Update Date: May 14, 2014 05:45 PM EDT

Antidepressants may do more than boost moods, new research reveals they can also save people from Alzheimer's disease.

Researchers at the University of Pennsylvania found that Celexa (citalopram), a common selective serotonin reuptake inhibitor (SSRI) halted the growth of amyloid beta plaques, which previous findings suggest might trigger the development of Alzheimer's disease.

Experts say the latest findings are important, as Alzheimer's disease is the sixth leading cause of death in the United States, plaguing at least five million Americans. Official estimates indicate that the number of Alzheimer's patients would triple in the years to come.

Researchers from University of Pennsylvania and Washington University wanted to see how citalopram influenced brain interstitial fluid (ISF) in mice with plaques and the cerebrospinal fluid (CSF) of healthy human subjects.

"Our previous studies have shown an association between anti-depressants and the reduction in amyloid burden in the brain," lead author Yvette Sheline, MD, professor of Psychiatry, Radiology and Neurology and director of the Center for Neuromodulation in Depression and Stress, at Penn's Perelman School of Medicine said in a news release. "Those studies examined a retrospective correlation between the duration of anti-depressant use and amyloid burden shown in PET scans in the brains of elderly volunteers. With this new study we took our research a step further and tested the prospective effect of the SSRI citalopram on the CSF amyloid levels in younger, healthy subjects." Sheline performed the research while at Washington University.

In the latest study, Sheline and her team were able to replicate their previous findings showing that citalopram had significant effects in arresting amyloid beta growth.

Experiments on mouse models revealed the level of amyloid-beta in the ISF decreased in a dose-dependent manner by as much as 25 percent in plaque-bearing mice given citalopram. What's more, the findings show that plaque-bearing mice exposed to two months of citalopram showed no new plaque development, and no growth of existing plaques. In contrast mice in the sugar water "control group" showed a substantial increase in plaque growth and development.
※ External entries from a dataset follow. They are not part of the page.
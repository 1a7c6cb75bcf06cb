//! Image archive lookup and exactly-once rootfs extraction.

use std::fs::File;
use std::io::Read;
use std::path::{Path, PathBuf};

use coracle_common::constants::{IMAGE_ARCHIVE_SUFFIX, IMAGE_ROOTFS_DIR};
use coracle_common::error::{CoracleError, Result};
use coracle_common::types::ImageName;

/// Resolves an image name to its extracted filesystem root.
///
/// Locates `<image_dir>/<name>.tar` (or a gzip-compressed variant) and, if
/// `<image_dir>/<name>/rootfs` does not yet exist, extracts the archive into
/// it. An existing rootfs is reused as-is: the extracted tree is treated as
/// immutable and shared across all containers using the image.
///
/// # Errors
///
/// Returns [`CoracleError::ImageNotFound`] if no archive exists for the
/// name, or [`CoracleError::Io`] if extraction fails.
pub fn resolve(image: &ImageName, image_dir: &Path) -> Result<PathBuf> {
    let archive = locate_archive(image, image_dir)?;
    let image_root = image_dir.join(image.as_str()).join(IMAGE_ROOTFS_DIR);

    if image_root.exists() {
        tracing::debug!(image = %image, root = %image_root.display(), "rootfs already extracted");
        return Ok(image_root);
    }

    std::fs::create_dir_all(&image_root).map_err(|e| CoracleError::Io {
        path: image_root.clone(),
        source: e,
    })?;
    extract_archive(&archive, &image_root)?;

    tracing::info!(image = %image, root = %image_root.display(), "image extracted");
    Ok(image_root)
}

/// Finds the archive for an image, preferring the canonical plain `.tar`
/// name over compressed variants.
fn locate_archive(image: &ImageName, image_dir: &Path) -> Result<PathBuf> {
    let canonical = image_dir.join(format!("{}.{IMAGE_ARCHIVE_SUFFIX}", image.as_str()));
    if canonical.exists() {
        return Ok(canonical);
    }

    for suffix in ["tar.gz", "tgz"] {
        let candidate = image_dir.join(format!("{}.{suffix}", image.as_str()));
        if candidate.exists() {
            return Ok(candidate);
        }
    }

    Err(CoracleError::ImageNotFound {
        name: image.as_str().to_string(),
        searched: canonical,
    })
}

/// Extracts the archive into `target`, discarding device entries.
///
/// Character and block device members must never be materialized on the
/// host: a device node extracted from an untrusted archive could expose
/// host devices inside the container. The overlay's `MS_NODEV` flag is the
/// second half of this defense.
fn extract_archive(archive_path: &Path, target: &Path) -> Result<()> {
    let file = File::open(archive_path).map_err(|e| CoracleError::Io {
        path: archive_path.to_path_buf(),
        source: e,
    })?;

    if is_gzip_archive(archive_path) {
        unpack_filtered(tar::Archive::new(flate2::read::GzDecoder::new(file)), target)
    } else {
        unpack_filtered(tar::Archive::new(file), target)
    }
}

fn unpack_filtered<R: Read>(mut archive: tar::Archive<R>, target: &Path) -> Result<()> {
    let io_err = |e| CoracleError::Io {
        path: target.to_path_buf(),
        source: e,
    };

    let mut skipped = 0_u64;
    for entry in archive.entries().map_err(io_err)? {
        let mut entry = entry.map_err(io_err)?;
        let kind = entry.header().entry_type();
        if matches!(kind, tar::EntryType::Char | tar::EntryType::Block) {
            skipped += 1;
            continue;
        }
        // unpack_in also rejects entries escaping the target directory.
        let _ = entry.unpack_in(target).map_err(io_err)?;
    }

    if skipped > 0 {
        tracing::warn!(skipped, "device entries discarded from image archive");
    }
    Ok(())
}

/// Determines whether the archive is gzip-compressed based on extension.
fn is_gzip_archive(path: &Path) -> bool {
    path.extension()
        .is_some_and(|ext| ext.eq_ignore_ascii_case("gz") || ext.eq_ignore_ascii_case("tgz"))
}

#[cfg(test)]
mod tests {
    use super::*;

    fn append_file(builder: &mut tar::Builder<File>, path: &str, data: &[u8]) {
        let mut header = tar::Header::new_gnu();
        header.set_size(data.len() as u64);
        header.set_mode(0o644);
        header.set_cksum();
        builder
            .append_data(&mut header, path, data)
            .expect("failed to append data");
    }

    fn create_image_tar(image_dir: &Path, name: &str) -> PathBuf {
        let tar_path = image_dir.join(format!("{name}.tar"));
        let file = File::create(&tar_path).expect("failed to create tar file");
        let mut builder = tar::Builder::new(file);
        append_file(&mut builder, "etc/hostname", b"box\n");
        append_file(&mut builder, "bin/sh", b"#!/bin/sh\n");
        builder.finish().expect("failed to finish tar");
        tar_path
    }

    fn create_image_tar_with_devices(image_dir: &Path, name: &str) -> PathBuf {
        let tar_path = image_dir.join(format!("{name}.tar"));
        let file = File::create(&tar_path).expect("failed to create tar file");
        let mut builder = tar::Builder::new(file);
        append_file(&mut builder, "etc/hostname", b"box\n");

        for (path, kind) in [
            ("dev/null", tar::EntryType::Char),
            ("dev/sda", tar::EntryType::Block),
        ] {
            let mut header = tar::Header::new_gnu();
            header.set_entry_type(kind);
            header.set_size(0);
            header.set_mode(0o666);
            header.set_device_major(1).expect("failed to set major");
            header.set_device_minor(3).expect("failed to set minor");
            header.set_cksum();
            builder
                .append_data(&mut header, path, &[][..])
                .expect("failed to append device entry");
        }
        builder.finish().expect("failed to finish tar");
        tar_path
    }

    #[test]
    fn resolve_extracts_archive_contents() {
        let dir = tempfile::tempdir().expect("failed to create tempdir");
        let _ = create_image_tar(dir.path(), "alpine");

        let root = resolve(&ImageName::new("alpine"), dir.path()).expect("resolve failed");
        assert_eq!(root, dir.path().join("alpine").join("rootfs"));
        assert!(root.join("etc/hostname").exists());
        assert!(root.join("bin/sh").exists());
    }

    #[test]
    fn resolve_is_idempotent_and_skips_reextraction() {
        let dir = tempfile::tempdir().expect("failed to create tempdir");
        let _ = create_image_tar(dir.path(), "alpine");

        let root = resolve(&ImageName::new("alpine"), dir.path()).expect("first resolve failed");
        let sentinel = root.join("sentinel");
        std::fs::write(&sentinel, b"survives").expect("failed to write sentinel");

        let again = resolve(&ImageName::new("alpine"), dir.path()).expect("second resolve failed");
        assert_eq!(root, again);
        assert!(sentinel.exists(), "second resolve must not re-extract");
    }

    #[test]
    fn resolve_discards_device_entries() {
        let dir = tempfile::tempdir().expect("failed to create tempdir");
        let _ = create_image_tar_with_devices(dir.path(), "devimage");

        let root = resolve(&ImageName::new("devimage"), dir.path()).expect("resolve failed");
        assert!(root.join("etc/hostname").exists());
        assert!(!root.join("dev/null").exists());
        assert!(!root.join("dev/sda").exists());
    }

    #[test]
    fn resolve_missing_archive_is_image_not_found() {
        let dir = tempfile::tempdir().expect("failed to create tempdir");
        let result = resolve(&ImageName::new("ghost"), dir.path());
        match result {
            Err(CoracleError::ImageNotFound { name, searched }) => {
                assert_eq!(name, "ghost");
                assert_eq!(searched, dir.path().join("ghost.tar"));
            }
            _ => panic!("expected ImageNotFound"),
        }
    }

    #[test]
    fn resolve_accepts_gzip_archives() {
        let dir = tempfile::tempdir().expect("failed to create tempdir");
        let gz_path = dir.path().join("mini.tar.gz");
        let file = File::create(&gz_path).expect("failed to create tar.gz");
        let encoder = flate2::write::GzEncoder::new(file, flate2::Compression::default());
        let mut builder = tar::Builder::new(encoder);
        let data = b"gzipped rootfs";
        let mut header = tar::Header::new_gnu();
        header.set_size(data.len() as u64);
        header.set_mode(0o644);
        header.set_cksum();
        builder
            .append_data(&mut header, "marker.txt", &data[..])
            .expect("failed to append data");
        let encoder = builder.into_inner().expect("failed to finish builder");
        let _ = encoder.finish().expect("failed to finish gzip");

        let root = resolve(&ImageName::new("mini"), dir.path()).expect("resolve failed");
        let content = std::fs::read_to_string(root.join("marker.txt")).expect("read failed");
        assert_eq!(content, "gzipped rootfs");
    }

    #[test]
    fn is_gzip_archive_detects_extensions() {
        assert!(is_gzip_archive(Path::new("alpine.tar.gz")));
        assert!(is_gzip_archive(Path::new("alpine.tgz")));
        assert!(!is_gzip_archive(Path::new("alpine.tar")));
    }
}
Researchers noted that while citalopram halted growth, the antidepressants had little influence on already existing amyloid plaques.

In another experiment of 23 healthy human participants between the ages of 18 and 50 who were given 60 mg citalopram, roughly equivalent to the dose used in mice, linked the antidepressant to a 38 percent lower A-beta concentration over the 37-hour testing period compared to participants given a placebo. Researchers also found that those in participants in the experimental group showed a drop in newly produced A-beta.
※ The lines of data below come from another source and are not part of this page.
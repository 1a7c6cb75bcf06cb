//! Mount utilities used inside the child's new mount namespace.
//!
//! Ordering matters: propagation must be detached after `unshare(2)` and
//! before the chroot, otherwise container mounts leak into the host mount
//! table.

use std::path::Path;

use coracle_common::error::{CoracleError, Result};

/// Recursively marks the root mount tree private.
///
/// Equivalent to `mount --make-rprivate /`; after this, mounts performed by
/// the calling process and its descendants are invisible to the host and to
/// sibling containers.
///
/// # Errors
///
/// Returns [`CoracleError::Mount`] if the `mount(2)` syscall fails.
#[cfg(target_os = "linux")]
pub fn make_mounts_private() -> Result<()> {
    use nix::mount::{MsFlags, mount};

    mount(
        None::<&str>,
        "/",
        None::<&str>,
        MsFlags::MS_PRIVATE | MsFlags::MS_REC,
        None::<&str>,
    )
    .map_err(|e| CoracleError::Mount {
        target: std::path::PathBuf::from("/"),
        source: std::io::Error::from_raw_os_error(e as i32),
    })?;

    tracing::debug!("root mount tree marked rprivate");
    Ok(())
}

/// Stub for non-Linux platforms.
///
/// # Errors
///
/// Always returns an error — mount propagation control requires Linux.
#[cfg(not(target_os = "linux"))]
pub fn make_mounts_private() -> Result<()> {
    Err(CoracleError::Config {
        message: "Linux required for native container operations".into(),
    })
}

/// Changes the process root to `new_root` and the working directory to `/`.
///
/// Must only be called after the mount namespace has been unshared and
/// propagation detached; chrooting earlier would leave later mounts visible
/// to the host.
///
/// # Errors
///
/// Returns [`CoracleError::Io`] if `chroot(2)` or `chdir(2)` fails.
#[cfg(target_os = "linux")]
pub fn enter_root(new_root: &Path) -> Result<()> {
    nix::unistd::chroot(new_root).map_err(|e| CoracleError::Io {
        path: new_root.to_path_buf(),
        source: std::io::Error::from_raw_os_error(e as i32),
    })?;
    nix::unistd::chdir("/").map_err(|e| CoracleError::Io {
        path: std::path::PathBuf::from("/"),
        source: std::io::Error::from_raw_os_error(e as i32),
    })?;

    tracing::debug!(root = %new_root.display(), "entered container root");
    Ok(())
}

/// Stub for non-Linux platforms.
///
/// # Errors
///
/// Always returns an error — chroot-based isolation requires Linux.
#[cfg(not(target_os = "linux"))]
pub fn enter_root(_new_root: &Path) -> Result<()> {
    Err(CoracleError::Config {
        message: "Linux required for native container operations".into(),
    })
}

/// Mounts a fresh procfs at `/proc` inside the new root.
///
/// Lets process-listing tools work inside the container. Without a PID
/// namespace this remains a soft boundary; the listing is correct, the
/// isolation is not claimed.
///
/// # Errors
///
/// Returns [`CoracleError::Mount`] if the `mount(2)` syscall fails.
#[cfg(target_os = "linux")]
pub fn mount_proc() -> Result<()> {
    use nix::mount::{MsFlags, mount};

    mount(
        Some("proc"),
        "/proc",
        Some("proc"),
        MsFlags::empty(),
        None::<&str>,
    )
    .map_err(|e| CoracleError::Mount {
        target: std::path::PathBuf::from("/proc"),
        source: std::io::Error::from_raw_os_error(e as i32),
    })?;

    tracing::debug!("procfs mounted");
    Ok(())
}

/// Stub for non-Linux platforms.
///
/// # Errors
///
/// Always returns an error — procfs requires Linux.
#[cfg(not(target_os = "linux"))]
pub fn mount_proc() -> Result<()> {
    Err(CoracleError::Config {
        message: "Linux required for native container operations".into(),
    })
}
Researchers said the latest findings could pave the road to discovering effective Alzheimer's treatments. They explain that the findings show that even a modest decline in cerebrospinal fluid production can stop or stall symptomatic Alzheimer's disease development.

"While these results are an excellent start at lowering A-beta production, we are a long way from making a statement regarding the ability of SSRIs to prevent the cognitive decline associated with AD," Sheline said. "We are developing a greater understanding of the capabilities of SSRIs, which offer promise for the future as preventive measures, as we continue to uncover the complex mechanisms in the brain that trigger Alzheimer's and dementia."

The findings were published in the latest issue of Science Translational Medicine.